Blake White

Personal information
- Date of birth: 15 March 2000 (age 25)
- Place of birth: Stockbridge, Georgia, United States
- Height: 1.76 m (5 ft 9 in)
- Position: Midfielder

Youth career
- 2016–2018: Atlanta United

College career
- Years: Team / Apps / (Gls)
- 2018–2020: UAB Blazers / 35 / (9)
- 2021–2023: Reinhardt Eagles / 32 / (18)

Senior career*
- Years: Team / Apps / (Gls)
- 2018: Atlanta United 2 / 1 / (0)
- 2022: Peachtree City MOBA / 7 / (0)

International career
- 2017: Jamaica U17

= Blake White =

American-born Jamaican footballer (born 2000)

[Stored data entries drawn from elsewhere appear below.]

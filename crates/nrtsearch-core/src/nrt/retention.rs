//! Retention of superseded NRT points
//!
//! Points are kept in a version-indexed list. The newest `capacity` points are
//! always kept; older points survive pruning only while a [`PointLease`] on
//! them is alive (an in-flight transfer or a replica's full-copy request).

use super::{NrtPoint, Version};
use parking_lot::Mutex;
use std::collections::{BTreeMap, HashSet};
use std::sync::Arc;

struct RetainedPoint {
    point: Arc<NrtPoint>,
    leases: usize,
}

struct RetentionInner {
    points: BTreeMap<Version, RetainedPoint>,
    latest: Arc<NrtPoint>,
    capacity: usize,
}

/// Version-indexed retention list
#[derive(Clone)]
pub struct PointRetention {
    inner: Arc<Mutex<RetentionInner>>,
}

/// Keeps a point from being pruned while alive
pub struct PointLease {
    point: Arc<NrtPoint>,
    inner: Arc<Mutex<RetentionInner>>,
}

impl PointLease {
    /// The leased point
    pub fn point(&self) -> &Arc<NrtPoint> {
        &self.point
    }

    /// Version of the leased point
    pub fn version(&self) -> Version {
        self.point.version
    }
}

impl std::fmt::Debug for PointLease {
    fn fmt(&self, f: &mut std::fmt::Formatter<'_>) -> std::fmt::Result {
        f.debug_struct("PointLease")
            .field("version", &self.point.version)
            .finish()
    }
}

impl Drop for PointLease {
    fn drop(&mut self) {
        let mut inner = self.inner.lock();
        if let Some(retained) = inner.points.get_mut(&self.point.version) {
            retained.leases = retained.leases.saturating_sub(1);
        }
    }
}

impl PointRetention {
    /// Create a retention list holding `initial`
    pub fn new(initial: Arc<NrtPoint>, capacity: usize) -> Self {
        let mut points = BTreeMap::new();
        points.insert(
            initial.version,
            RetainedPoint {
                point: initial.clone(),
                leases: 0,
            },
        );
        Self {
            inner: Arc::new(Mutex::new(RetentionInner {
                points,
                latest: initial,
                capacity: capacity.max(1),
            })),
        }
    }

    /// Add a point; it becomes the latest if its version is newest
    pub fn insert(&self, point: Arc<NrtPoint>) {
        let mut inner = self.inner.lock();
        if point.version > inner.latest.version {
            inner.latest = point.clone();
        }
        inner
            .points
            .entry(point.version)
            .or_insert(RetainedPoint { point, leases: 0 });
    }

    /// Most recent point
    pub fn latest(&self) -> Arc<NrtPoint> {
        self.inner.lock().latest.clone()
    }

    /// Retained point by version
    pub fn get(&self, version: Version) -> Option<Arc<NrtPoint>> {
        self.inner
            .lock()
            .points
            .get(&version)
            .map(|r| r.point.clone())
    }

    /// Lease a retained point
    pub fn lease(&self, version: Version) -> Option<PointLease> {
        let mut inner = self.inner.lock();
        let retained = inner.points.get_mut(&version)?;
        retained.leases += 1;
        Some(PointLease {
            point: retained.point.clone(),
            inner: self.inner.clone(),
        })
    }

    /// Lease the latest point
    pub fn lease_latest(&self) -> PointLease {
        let mut inner = self.inner.lock();
        let latest = inner.latest.clone();
        if let Some(retained) = inner.points.get_mut(&latest.version) {
            retained.leases += 1;
        }
        PointLease {
            point: latest,
            inner: self.inner.clone(),
        }
    }

    /// Number of outstanding leases on `version`
    pub fn lease_count(&self, version: Version) -> usize {
        self.inner
            .lock()
            .points
            .get(&version)
            .map(|r| r.leases)
            .unwrap_or(0)
    }

    /// Retained versions in ascending order
    pub fn versions(&self) -> Vec<Version> {
        self.inner.lock().points.keys().copied().collect()
    }

    /// Oldest retained version
    pub fn oldest_version(&self) -> Version {
        let inner = self.inner.lock();
        inner
            .points
            .keys()
            .next()
            .copied()
            .unwrap_or(inner.latest.version)
    }

    /// Drop unleased points outside the newest `capacity`; returns them
    pub fn prune(&self) -> Vec<Arc<NrtPoint>> {
        let mut inner = self.inner.lock();
        let capacity = inner.capacity;
        let keep_from = inner
            .points
            .keys()
            .rev()
            .nth(capacity - 1)
            .copied()
            .unwrap_or(0);

        let doomed: Vec<Version> = inner
            .points
            .iter()
            .filter(|(version, retained)| **version < keep_from && retained.leases == 0)
            .map(|(version, _)| *version)
            .collect();

        doomed
            .into_iter()
            .filter_map(|version| inner.points.remove(&version).map(|r| r.point))
            .collect()
    }

    /// Names of all files referenced by a retained point
    pub fn referenced_files(&self) -> HashSet<String> {
        self.inner
            .lock()
            .points
            .values()
            .flat_map(|r| r.point.manifest.files().iter().map(|f| f.name.clone()))
            .collect()
    }
}

#[cfg(test)]
mod tests {
    use super::*;
    use crate::nrt::{Manifest, SegmentFile};

    fn point(version: Version, files: &[&str]) -> Arc<NrtPoint> {
        Arc::new(NrtPoint::new(
            version,
            Manifest::new(files.iter().map(|name| SegmentFile {
                name: name.to_string(),
                length: 1,
                checksum: 0,
            })),
        ))
    }

    #[test]
    fn test_latest_tracks_newest_version() {
        let retention = PointRetention::new(point(0, &[]), 4);
        retention.insert(point(1, &["a"]));
        retention.insert(point(2, &["a", "b"]));
        assert_eq!(retention.latest().version, 2);
        assert_eq!(retention.versions(), vec![0, 1, 2]);
    }

    #[test]
    fn test_prune_keeps_capacity_newest() {
        let retention = PointRetention::new(point(0, &[]), 2);
        for v in 1..=4 {
            retention.insert(point(v, &["a"]));
        }
        let removed: Vec<_> = retention.prune().iter().map(|p| p.version).collect();
        assert_eq!(removed, vec![0, 1, 2]);
        assert_eq!(retention.versions(), vec![3, 4]);
        assert_eq!(retention.oldest_version(), 3);
    }

    #[test]
    fn test_leased_point_survives_prune() {
        let retention = PointRetention::new(point(0, &["old"]), 1);
        let lease = retention.lease(0).unwrap();
        retention.insert(point(1, &["new"]));

        assert!(retention.prune().is_empty());
        assert!(retention.referenced_files().contains("old"));
        assert_eq!(retention.lease_count(0), 1);

        drop(lease);
        assert_eq!(retention.lease_count(0), 0);
        let removed: Vec<_> = retention.prune().iter().map(|p| p.version).collect();
        assert_eq!(removed, vec![0]);
        assert!(!retention.referenced_files().contains("old"));
    }

    #[test]
    fn test_lease_missing_version() {
        let retention = PointRetention::new(point(0, &[]), 1);
        assert!(retention.lease(7).is_none());
        assert_eq!(retention.lease_latest().version(), 0);
    }
}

Blake White (born 15 March 2000) is an American-born-Jamaican footballer.

== Club career ==
On 30 June 2018, White appeared for Atlanta United 2, the USL affiliate of Atlanta United FC, as an 84-minute substitute in a 3-0 loss to Nashville SC.

Edwards has committed to playing college soccer at the University of Alabama-Birmingham from 2018 and beyond.

== International career ==
White has played for Jamaica at the U17 international level.